Adaptive importance sampling for control and inference

TL;DR

This paper introduces the Path Integral Cross Entropy (PICE) method for learning and representing state-feedback controllers in non-linear stochastic control problems, enabling efficient control computation and improved inference in latent state models.

Contribution

It develops a gradient descent approach to learn feedback controllers using the cross entropy method within the path integral control framework.

Findings

PICE effectively learns controllers for non-linear stochastic control problems.

The method provides an accurate alternative to particle filtering in neural data inference.
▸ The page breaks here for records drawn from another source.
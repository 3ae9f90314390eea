//! Procedural macros for gitlab-mcp
//!
//! This crate provides the `#[gitlab_tool]` attribute macro used by every tool
//! definition in the server. It works on two shapes of input type:
//!
//! - a struct with named fields: a single-purpose tool with one operation type
//! - an enum tagged by `action`: a consolidated tool where each variant is one
//!   action and carries its own `#[action(read|write|delete|execute)]` marker

use darling::{FromMeta, ast::NestedMeta};
use proc_macro::TokenStream;
use proc_macro2::TokenStream as TokenStream2;
use quote::quote;
use syn::{Attribute, DeriveInput, Ident, parse_macro_input};

/// Arguments for the `#[gitlab_tool]` attribute
#[derive(Debug, FromMeta)]
struct GitLabToolArgs {
    /// Tool name (e.g., "browse_projects")
    name: String,
    /// Tool description for MCP
    description: String,
    /// Entity the tool belongs to (e.g., "milestones")
    entity: String,
    /// Operation type for single-purpose tools: "read", "write", "delete" or "execute"
    #[darling(default)]
    operation: Option<String>,
}

/// Attribute macro for GitLab MCP tools.
///
/// Generates:
/// - `#[derive(Debug, Clone, serde::Deserialize, schemars::JsonSchema)]`
/// - a `ToolInfo` implementation (name, description, entity, shape)
/// - an `ActionScoped` implementation reporting the selected action and its operation
///
/// # Example
///
/// ```ignore
/// #[gitlab_tool(
///     name = "browse_releases",
///     description = "List or inspect project releases",
///     entity = "releases"
/// )]
/// #[serde(tag = "action", rename_all = "snake_case")]
/// pub enum BrowseReleases {
///     /// List releases of a project
///     #[action(read)]
///     List { project_id: String },
///     /// Get a release by tag
///     #[action(read)]
///     Get { project_id: String, tag_name: String },
/// }
/// ```
#[proc_macro_attribute]
pub fn gitlab_tool(attr: TokenStream, item: TokenStream) -> TokenStream {
    let attr_args = match NestedMeta::parse_meta_list(attr.into()) {
        Ok(v) => v,
        Err(e) => return TokenStream::from(e.to_compile_error()),
    };

    let args = match GitLabToolArgs::from_list(&attr_args) {
        Ok(v) => v,
        Err(e) => return TokenStream::from(e.write_errors()),
    };

    let input = parse_macro_input!(item as DeriveInput);
    let expanded = impl_gitlab_tool(&args, input);

    TokenStream::from(expanded)
}

fn impl_gitlab_tool(args: &GitLabToolArgs, mut input: DeriveInput) -> TokenStream2 {
    let struct_name = input.ident.clone();
    let tool_name = &args.name;
    let description = &args.description;

    let entity_variant = match args.entity.as_str() {
        "core" => quote! { crate::catalog::Entity::Core },
        "milestones" => quote! { crate::catalog::Entity::Milestones },
        "workitems" => quote! { crate::catalog::Entity::WorkItems },
        "releases" => quote! { crate::catalog::Entity::Releases },
        "variables" => quote! { crate::catalog::Entity::Variables },
        "webhooks" => quote! { crate::catalog::Entity::Webhooks },
        "refs" => quote! { crate::catalog::Entity::Refs },
        "integrations" => quote! { crate::catalog::Entity::Integrations },
        "files" => quote! { crate::catalog::Entity::Files },
        other => {
            return syn::Error::new_spanned(&input, format!("Unknown entity: {}", other))
                .to_compile_error();
        }
    };

    let (shape, scoped) = match &mut input.data {
        syn::Data::Struct(data) => {
            if !matches!(data.fields, syn::Fields::Named(_)) {
                return syn::Error::new_spanned(
                    &struct_name,
                    "gitlab_tool only supports structs with named fields",
                )
                .to_compile_error();
            }
            let Some(operation) = &args.operation else {
                return syn::Error::new_spanned(
                    &struct_name,
                    "single-purpose tools need `operation = \"read|write|delete|execute\"`",
                )
                .to_compile_error();
            };
            let operation_variant = match operation_tokens(operation) {
                Ok(v) => v,
                Err(msg) => return syn::Error::new_spanned(&struct_name, msg).to_compile_error(),
            };

            let shape = quote! {
                crate::catalog::ToolShape::Single(#operation_variant)
            };
            let scoped = quote! {
                fn action(&self) -> Option<&'static str> {
                    None
                }

                fn operation(&self) -> crate::catalog::OperationType {
                    #operation_variant
                }
            };
            (shape, scoped)
        }
        syn::Data::Enum(data) => {
            if args.operation.is_some() {
                return syn::Error::new_spanned(
                    &struct_name,
                    "action tools declare `#[action(...)]` per variant, not `operation`",
                )
                .to_compile_error();
            }

            let mut specs = Vec::new();
            let mut action_arms = Vec::new();
            let mut operation_arms = Vec::new();

            for variant in data.variants.iter_mut() {
                let operation = match take_action_attr(&mut variant.attrs) {
                    Ok(Some(op)) => op,
                    Ok(None) => {
                        return syn::Error::new_spanned(
                            &variant.ident,
                            "every action variant needs #[action(read|write|delete|execute)]",
                        )
                        .to_compile_error();
                    }
                    Err(e) => return e.to_compile_error(),
                };
                let operation_variant = match operation_tokens(&operation.to_string()) {
                    Ok(v) => v,
                    Err(msg) => {
                        return syn::Error::new_spanned(&operation, msg).to_compile_error();
                    }
                };

                let ident = &variant.ident;
                let action_name = to_snake_case(&ident.to_string());

                specs.push(quote! {
                    crate::catalog::ActionSpec::new(#action_name, #operation_variant)
                });
                action_arms.push(quote! { Self::#ident { .. } => #action_name });
                operation_arms.push(quote! { Self::#ident { .. } => #operation_variant });
            }

            let shape = quote! {
                const ACTIONS: &[crate::catalog::ActionSpec] = &[#(#specs),*];
                crate::catalog::ToolShape::Actions(ACTIONS)
            };
            let scoped = quote! {
                fn action(&self) -> Option<&'static str> {
                    Some(match self {
                        #(#action_arms,)*
                    })
                }

                fn operation(&self) -> crate::catalog::OperationType {
                    match self {
                        #(#operation_arms,)*
                    }
                }
            };
            (shape, scoped)
        }
        syn::Data::Union(_) => {
            return syn::Error::new_spanned(&struct_name, "gitlab_tool does not support unions")
                .to_compile_error();
        }
    };

    quote! {
        #[derive(Debug, Clone, serde::Deserialize, schemars::JsonSchema)]
        #input

        impl crate::tools::ToolInfo for #struct_name {
            fn name() -> &'static str {
                #tool_name
            }

            fn description() -> &'static str {
                #description
            }

            fn entity() -> crate::catalog::Entity {
                #entity_variant
            }

            fn shape() -> crate::catalog::ToolShape {
                #shape
            }
        }

        impl crate::catalog::ActionScoped for #struct_name {
            #scoped
        }
    }
}

fn operation_tokens(operation: &str) -> Result<TokenStream2, String> {
    match operation {
        "read" => Ok(quote! { crate::catalog::OperationType::Read }),
        "write" => Ok(quote! { crate::catalog::OperationType::Write }),
        "delete" => Ok(quote! { crate::catalog::OperationType::Delete }),
        "execute" => Ok(quote! { crate::catalog::OperationType::Execute }),
        other => Err(format!(
            "Unknown operation: {}. Use: read, write, delete, or execute",
            other
        )),
    }
}

/// Remove the `#[action(...)]` marker from a variant and return its operation.
fn take_action_attr(attrs: &mut Vec<Attribute>) -> syn::Result<Option<Ident>> {
    let mut found = None;
    let mut error = None;

    attrs.retain(|attr| {
        if !attr.path().is_ident("action") {
            return true;
        }
        match attr.parse_args::<Ident>() {
            Ok(op) => found = Some(op),
            Err(e) => error = Some(e),
        }
        false
    });

    match error {
        Some(e) => Err(e),
        None => Ok(found),
    }
}

/// `CreateLink` -> `create_link`, matching serde's `rename_all = "snake_case"`.
fn to_snake_case(ident: &str) -> String {
    let mut out = String::with_capacity(ident.len() + 4);
    for (i, ch) in ident.chars().enumerate() {
        if ch.is_uppercase() {
            if i > 0 {
                out.push('_');
            }
            out.extend(ch.to_lowercase());
        } else {
            out.push(ch);
        }
    }
    out
}

#[cfg(test)]
mod tests {
    use super::*;

    #[test]
    fn test_to_snake_case() {
        assert_eq!(to_snake_case("List"), "list");
        assert_eq!(to_snake_case("CreateLink"), "create_link");
        assert_eq!(to_snake_case("ListProtectedBranches"), "list_protected_branches");
    }
}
Demonstrated successful application on simple control examples.

Abstract

Path integral (PI) control problems are a restricted class of non-linear control problems that can be solved formally as a Feyman-Kac path integral and can be estimated using Monte Carlo sampling. In this contribution we review path integral control theory in the finite horizon case. We subsequently focus on the problem how to compute and represent control solutions. Within the PI theory, the question of how to compute becomes the question of importance sampling. Efficient importance samplers are state feedback controllers and the use of these requires an efficient representation. Learning and representing effective state-feedback controllers for non-linear stochastic control problems is a very challenging, and largely unsolved, problem. We show how to learn and represent such controllers using ideas from the cross entropy method. We derive a gradient descent method that allows to learn feed-back controllers using an arbitrary parametrisation. We refer to this method as the Path Integral Cross Entropy method or PICE. We illustrate this method for some simple examples. The path integral control methods can be used to estimate the posterior distribution in latent state models. In neuroscience these problems arise when estimating connectivity from neural recording data using EM. We demonstrate the path integral control method as an accurate alternative to particle filtering.